◆ **What is expected**:
From the first line of the entries below to the line with "the small state", give each line again exactly.
|---|
//! # Types
//!
//! Shared data structures of the campaign ledger.
//!
//! ## Config / State split
//!
//! A `Campaign` is internally stored as two separate ledger entries:
//!
//! - [`CampaignConfig`] — written once at creation; never mutated.
//! - [`CampaignState`] — written on every donation and on claim.
//!
//! Donations are the high-frequency write path, so only the small state
//! entry is rewritten per donation. The public API exposes the
//! reconstructed [`Campaign`] struct for convenience.
//!
//! ## Lifecycle
//!
//! ```text
//! created (claimed = false) ──deadline──► claimable ──claim_funds──► claimed = true
//! ```
//!
//! `claimed` transitions false→true exactly once and never reverses.
//! `raised` only grows; it is deliberately left untouched by a claim so it
//! keeps reporting total-ever-raised.

use soroban_sdk::{contracttype, Address, String};

/// Immutable campaign configuration, written once at creation.
#[contracttype]
#[derive(Clone, Debug, Eq, PartialEq)]
pub struct CampaignConfig {
    pub id: u64,
    pub creator: Address,
    pub title: String,
    /// Opaque free text; the ledger never validates or interprets it.
    pub description: String,
    /// Target amount in the smallest unit of the funding token. Always > 0.
    pub goal: i128,
    /// Unix timestamp after which donations close and claiming opens.
    pub deadline: u64,
}

/// Mutable campaign state, updated on donations and on claim.
#[contracttype]
#[derive(Clone, Debug, Eq, PartialEq)]
pub struct CampaignState {
    /// Total donated so far. May exceed `goal`; never decreases.
    pub raised: i128,
    /// Set exactly once by a successful claim.
    pub claimed: bool,
}

/// Full public representation of a campaign.
///
/// Reconstructed from the split `CampaignConfig` + `CampaignState`
/// storage entries; the per-donor ledger is not part of it.
#[contracttype]
#[derive(Clone, Debug, Eq, PartialEq)]
pub struct Campaign {
    /// Unique identifier, auto-incremented starting at 1.
    pub id: u64,
    /// Address that created the campaign and receives the payout.
    pub creator: Address,
    pub title: String,
    pub description: String,
    /// Target funding amount.
    pub goal: i128,
    /// Total donated so far.
    pub raised: i128,
    /// Unix timestamp closing the donation window.
    pub deadline: u64,
    /// Whether the creator has already withdrawn the funds.
    pub claimed: bool,
}
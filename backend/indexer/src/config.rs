//! Application configuration loaded from environment variables.

use crate::errors::{IndexerError, Result};

#[derive(Debug, Clone)]
pub struct Config {
    /// Soroban RPC endpoint (e.g. https://soroban-testnet.stellar.org)
    pub rpc_url: String,
    /// The campaign-ledger contract address (Strkey format)
    pub contract_id: String,
    /// Path to the SQLite database file
    pub database_url: String,
    /// Port for the REST API server
    pub api_port: u16,
    /// How often (in seconds) to poll the RPC for new events
    pub poll_interval_secs: u64,
    /// Maximum number of events to fetch per RPC request
    pub events_per_page: u32,
    /// Ledger to start from if no cursor is saved
    pub start_ledger: u32,
}

impl Config {
    pub fn from_env() -> Result<Self> {
        Ok(Config {
            rpc_url: env_var("RPC_URL")
                .unwrap_or_else(|_| "https://soroban-testnet.stellar.org".to_string()),
            contract_id: env_var("CONTRACT_ID").map_err(|_| {
                IndexerError::Config("CONTRACT_ID environment variable is required".to_string())
            })?,
            database_url: env_var("DATABASE_URL")
                .unwrap_or_else(|_| "sqlite:./campaign_events.db".to_string()),
            api_port: parse_var("API_PORT", "3001")?,
            poll_interval_secs: parse_var("POLL_INTERVAL_SECS", "5")?,
            events_per_page: parse_var("EVENTS_PER_PAGE", "100")?,
            start_ledger: parse_var("START_LEDGER", "0")?,
        })
    }
}

fn env_var(key: &str) -> Result<String> {
    std::env::var(key).map_err(|_| IndexerError::Config(format!("Missing env var: {key}")))
}

fn parse_var<T: std::str::FromStr>(key: &str, default: &str) -> Result<T> {
    env_var(key)
        .unwrap_or_else(|_| default.to_string())
        .parse()
        .map_err(|_| IndexerError::Config(format!("Invalid {key}")))
}
#![allow(dead_code)]

extern crate std;

use crate::types::Campaign;

/// INV-1: `raised` must never be negative.
pub fn assert_raised_non_negative(campaign: &Campaign) {
    assert!(
        campaign.raised >= 0,
        "INV-1 violated: campaign {} has negative raised ({})",
        campaign.id,
        campaign.raised
    );
}

/// INV-2: `goal` must always be positive.
pub fn assert_goal_positive(campaign: &Campaign) {
    assert!(
        campaign.goal > 0,
        "INV-2 violated: campaign {} has non-positive goal ({})",
        campaign.id,
        campaign.goal
    );
}

/// INV-3: `deadline` must be positive.
pub fn assert_deadline_positive(campaign: &Campaign) {
    assert!(
        campaign.deadline > 0,
        "INV-3 violated: campaign {} has zero deadline",
        campaign.id
    );
}

/// INV-4: `raised` never decreases, and a donation of `amount` grows it by
/// exactly `amount`.
pub fn assert_donation_invariant(raised_before: i128, raised_after: i128, amount: i128) {
    assert_eq!(
        raised_after,
        raised_before + amount,
        "INV-4 violated: donation invariant broken: {} + {} != {}",
        raised_before,
        amount,
        raised_after
    );
}

/// INV-5: campaign ids are sequential starting from 1, never reused.
pub fn assert_sequential_ids(campaigns: &[Campaign]) {
    for (i, campaign) in campaigns.iter().enumerate() {
        assert_eq!(
            campaign.id,
            i as u64 + 1,
            "INV-5 violated: expected id {}, got {}",
            i + 1,
            campaign.id
        );
    }
}

/// INV-6: `claimed` only moves false→true, never back.
pub fn assert_claimed_monotonic(claimed_before: bool, claimed_after: bool) {
    assert!(
        claimed_after || !claimed_before,
        "INV-6 violated: claimed reversed from true to false"
    );
}

/// INV-7: fields written at creation (creator, title, description, goal,
/// deadline) never change afterwards.
pub fn assert_immutable_fields(original: &Campaign, current: &Campaign) {
    assert_eq!(original.id, current.id, "INV-7 violated: campaign id changed");
    assert_eq!(
        original.creator, current.creator,
        "INV-7 violated: campaign creator changed"
    );
    assert_eq!(
        original.title, current.title,
        "INV-7 violated: campaign title changed"
    );
    assert_eq!(
        original.description, current.description,
        "INV-7 violated: campaign description changed"
    );
    assert_eq!(
        original.goal, current.goal,
        "INV-7 violated: campaign goal changed"
    );
    assert_eq!(
        original.deadline, current.deadline,
        "INV-7 violated: campaign deadline changed"
    );
}

/// INV-8: the fee split conserves value exactly. `fee = floor(raised*5/100)`,
/// `payout = raised - fee`, and the two legs always sum back to `raised`.
pub fn assert_fee_split(raised: i128, fee: i128, payout: i128) {
    assert_eq!(
        fee,
        raised * 5 / 100,
        "INV-8 violated: fee {} is not 5% (truncated) of {}",
        fee,
        raised
    );
    assert_eq!(
        fee + payout,
        raised,
        "INV-8 violated: fee {} + payout {} != raised {}",
        fee,
        payout,
        raised
    );
}

/// Run all stateless campaign invariants.
pub fn assert_all_campaign_invariants(campaign: &Campaign) {
    assert_raised_non_negative(campaign);
    assert_goal_positive(campaign);
    assert_deadline_positive(campaign);
}
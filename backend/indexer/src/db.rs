//! SQLite-backed event store.
//!
//! All database access goes through [`EventStore`]: schema migrations at
//! open, idempotent event writes, the poller's resume checkpoint, and the
//! read queries behind the REST API.

use sqlx::{sqlite::SqlitePoolOptions, SqlitePool};
use tracing::info;

use crate::errors::Result;
use crate::events::{CampaignEvent, EventRecord};

/// Resume position of the poller: the last ledger scanned plus the opaque
/// pagination cursor within it, if any.
#[derive(Debug, Clone, Default)]
pub struct Checkpoint {
    pub ledger: i64,
    pub cursor: Option<String>,
}

/// Handle on the SQLite database. Cheap to clone; clones share the pool.
#[derive(Clone)]
pub struct EventStore {
    pool: SqlitePool,
}

impl EventStore {
    /// Open (creating if necessary) the database and bring its schema up
    /// to date.
    pub async fn open(database_url: &str) -> Result<Self> {
        let url = if database_url.starts_with("sqlite:") {
            database_url.to_string()
        } else {
            format!("sqlite:{database_url}")
        };

        let pool = SqlitePoolOptions::new()
            .max_connections(5)
            .connect(&url)
            .await?;
        sqlx::migrate!("./migrations").run(&pool).await?;
        info!("event store ready ({url})");

        Ok(Self { pool })
    }

    /// The persisted resume position. A fresh database reads as ledger 0
    /// with no cursor.
    pub async fn checkpoint(&self) -> Result<Checkpoint> {
        let row: Option<(i64, Option<String>)> =
            sqlx::query_as("SELECT last_ledger, last_cursor FROM indexer_cursor WHERE id = 1")
                .fetch_optional(&self.pool)
                .await?;
        Ok(row
            .map(|(ledger, cursor)| Checkpoint { ledger, cursor })
            .unwrap_or_default())
    }

    /// Persist the resume position so a restart continues from it.
    pub async fn save_checkpoint(&self, checkpoint: &Checkpoint) -> Result<()> {
        sqlx::query("UPDATE indexer_cursor SET last_ledger = ?1, last_cursor = ?2 WHERE id = 1")
            .bind(checkpoint.ledger)
            .bind(checkpoint.cursor.as_deref())
            .execute(&self.pool)
            .await?;
        Ok(())
    }

    /// Write a batch of decoded events, skipping any the store has seen
    /// before — the UNIQUE constraint on `(ledger, tx_hash, event_type,
    /// campaign_id)` absorbs replayed ledger ranges. Returns the number of
    /// rows that were actually new.
    pub async fn record(&self, events: &[CampaignEvent]) -> Result<usize> {
        let mut fresh = 0usize;
        for ev in events {
            let outcome = sqlx::query(
                "INSERT OR IGNORE INTO events \
                     (event_type, campaign_id, actor, amount, ledger, timestamp, contract_id, tx_hash) \
                 VALUES (?1, ?2, ?3, ?4, ?5, ?6, ?7, ?8)",
            )
            .bind(&ev.event_type)
            .bind(&ev.campaign_id)
            .bind(&ev.actor)
            .bind(&ev.amount)
            .bind(ev.ledger)
            .bind(ev.timestamp)
            .bind(&ev.contract_id)
            .bind(&ev.tx_hash)
            .execute(&self.pool)
            .await?;

            if outcome.rows_affected() > 0 {
                fresh += 1;
            }
        }
        Ok(fresh)
    }

    /// Every stored event for one campaign, oldest first.
    pub async fn campaign_history(&self, campaign_id: &str) -> Result<Vec<EventRecord>> {
        let rows = sqlx::query_as::<_, EventRecord>(
            "SELECT id, event_type, campaign_id, actor, amount, ledger, timestamp, \
                    contract_id, tx_hash, created_at \
             FROM events WHERE campaign_id = ?1 ORDER BY ledger, id",
        )
        .bind(campaign_id)
        .fetch_all(&self.pool)
        .await?;
        Ok(rows)
    }

    /// Every stored event across all campaigns, oldest first.
    pub async fn all_events(&self) -> Result<Vec<EventRecord>> {
        let rows = sqlx::query_as::<_, EventRecord>(
            "SELECT id, event_type, campaign_id, actor, amount, ledger, timestamp, \
                    contract_id, tx_hash, created_at \
             FROM events ORDER BY ledger, id",
        )
        .fetch_all(&self.pool)
        .await?;
        Ok(rows)
    }
}
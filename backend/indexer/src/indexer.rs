//! Background poller: drains Soroban `getEvents` pages into the store.

use std::time::Duration;

use reqwest::Client;
use tracing::{info, warn};

use crate::config::Config;
use crate::db::{Checkpoint, EventStore};
use crate::errors::Result;
use crate::rpc;

pub struct Poller {
    store: EventStore,
    http: Client,
    config: Config,
}

impl Poller {
    pub fn new(store: EventStore, http: Client, config: Config) -> Self {
        Self {
            store,
            http,
            config,
        }
    }

    /// Run forever. Each pass fetches one page of contract events, stores
    /// whatever is new, and persists the advanced checkpoint so a restart
    /// picks up exactly where this process stopped.
    pub async fn run(self) {
        info!(contract = %self.config.contract_id, "poller starting");

        let mut checkpoint = self.starting_checkpoint().await;
        info!(ledger = checkpoint.ledger, "resuming");

        let interval = Duration::from_secs(self.config.poll_interval_secs);
        loop {
            if let Err(e) = self.drain_page(&mut checkpoint).await {
                warn!("poll pass failed: {e}");
            }
            tokio::time::sleep(interval).await;
        }
    }

    /// The stored checkpoint when one exists, the configured start ledger
    /// otherwise.
    async fn starting_checkpoint(&self) -> Checkpoint {
        match self.store.checkpoint().await {
            Ok(cp) if cp.ledger > 0 => cp,
            Ok(_) => Checkpoint {
                ledger: self.config.start_ledger as i64,
                cursor: None,
            },
            Err(e) => {
                warn!("could not read checkpoint, using configured start: {e}");
                Checkpoint {
                    ledger: self.config.start_ledger as i64,
                    cursor: None,
                }
            }
        }
    }

    /// Fetch and store one page of events, then advance `checkpoint`.
    ///
    /// While the RPC hands back a pagination cursor the start ledger stays
    /// put and the cursor walks the rest of the range; once the page runs
    /// dry the checkpoint jumps to the latest ledger the RPC reported.
    async fn drain_page(&self, checkpoint: &mut Checkpoint) -> Result<()> {
        let (raw, next_cursor, latest_ledger) = rpc::fetch_events(
            &self.http,
            &self.config.rpc_url,
            &self.config.contract_id,
            checkpoint.ledger as u32,
            checkpoint.cursor.as_deref(),
            self.config.events_per_page,
        )
        .await?;

        if !raw.is_empty() {
            let decoded = rpc::decode_events(&raw, &self.config.contract_id);
            let fresh = self.store.record(&decoded).await?;
            info!(fetched = raw.len(), fresh, "stored events");
        }

        if let Some(latest) = latest_ledger {
            checkpoint.ledger = checkpoint.ledger.max(latest as i64);
        }
        checkpoint.cursor = next_cursor;
        self.store.save_checkpoint(checkpoint).await
    }
}
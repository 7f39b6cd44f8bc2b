//! Temperature gauge scale and colour ramp

use image::Rgb;

/// Gauge range; temperatures outside are clamped
pub const GAUGE_MIN_C: f64 = -20.0;
pub const GAUGE_MAX_C: f64 = 50.0;

/// Total arc sweep for a full-scale reading, in degrees
pub const GAUGE_SWEEP_DEG: f64 = 300.0;

/// Angle where every arc ends (image coordinates, clockwise from +x)
pub const GAUGE_END_DEG: f64 = 150.0;

const BLUE: [u8; 3] = [0, 100, 255];
const CYAN: [u8; 3] = [0, 255, 255];
const GREEN: [u8; 3] = [0, 255, 0];
const YELLOW: [u8; 3] = [255, 255, 0];
const ORANGE: [u8; 3] = [255, 155, 0];
const RED: [u8; 3] = [255, 0, 0];

/// Band knots: each band interpolates between consecutive entries
const KNOTS: [(f64, [u8; 3]); 6] = [
    (GAUGE_MIN_C, BLUE),
    (0.0, CYAN),
    (15.0, GREEN),
    (25.0, YELLOW),
    (35.0, ORANGE),
    (GAUGE_MAX_C, RED),
];

/// Number of colour bands
pub const BAND_COUNT: usize = KNOTS.len() - 1;

pub fn clamp_temperature(temp_c: f64) -> f64 {
    if temp_c.is_nan() {
        return 0.0;
    }
    temp_c.clamp(GAUGE_MIN_C, GAUGE_MAX_C)
}

/// Position of a temperature on the gauge, 0.0..=1.0
pub fn gauge_ratio(temp_c: f64) -> f64 {
    (clamp_temperature(temp_c) - GAUGE_MIN_C) / (GAUGE_MAX_C - GAUGE_MIN_C)
}

/// `(start_deg, sweep_deg)` of the filled arc; the arc runs clockwise
/// from start and always ends at [`GAUGE_END_DEG`].
pub fn gauge_arc(temp_c: f64) -> (f64, f64) {
    let sweep = gauge_ratio(temp_c) * GAUGE_SWEEP_DEG;
    (GAUGE_END_DEG - sweep, sweep)
}

/// Band index a (clamped) temperature falls into
pub fn band_of(temp_c: f64) -> usize {
    let t = clamp_temperature(temp_c);
    (0..BAND_COUNT)
        .find(|&i| t < KNOTS[i + 1].0)
        .unwrap_or(BAND_COUNT - 1)
}

/// Evaluate one band's formula. The ratio is computed over that band's own
/// sub-range, so the ramp is continuous but not uniform.
pub fn band_color(band: usize, temp_c: f64) -> Rgb<u8> {
    let band = band.min(BAND_COUNT - 1);
    let (lo, from) = KNOTS[band];
    let (hi, to) = KNOTS[band + 1];
    let ratio = ((clamp_temperature(temp_c) - lo) / (hi - lo)).clamp(0.0, 1.0);
    lerp(from, to, ratio)
}

/// Gauge colour for a temperature
pub fn gauge_color(temp_c: f64) -> Rgb<u8> {
    band_color(band_of(temp_c), temp_c)
}

fn lerp(from: [u8; 3], to: [u8; 3], ratio: f64) -> Rgb<u8> {
    let channel = |a: u8, b: u8| (a as f64 + (b as f64 - a as f64) * ratio).round() as u8;
    Rgb([
        channel(from[0], to[0]),
        channel(from[1], to[1]),
        channel(from[2], to[2]),
    ])
}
|---|
◆ **Solved problem**:
//! # Types
//!
//! Shared data structures of the campaign ledger.
//!
//! ## Config / State split
//!
//! A `Campaign` is internally stored as two separate ledger entries:
//!
//! - [`CampaignConfig`] — written once at creation; never mutated.
//! - [`CampaignState`] — written on every donation and on claim.
//!
//! Donations are the high-frequency write path, so only the small state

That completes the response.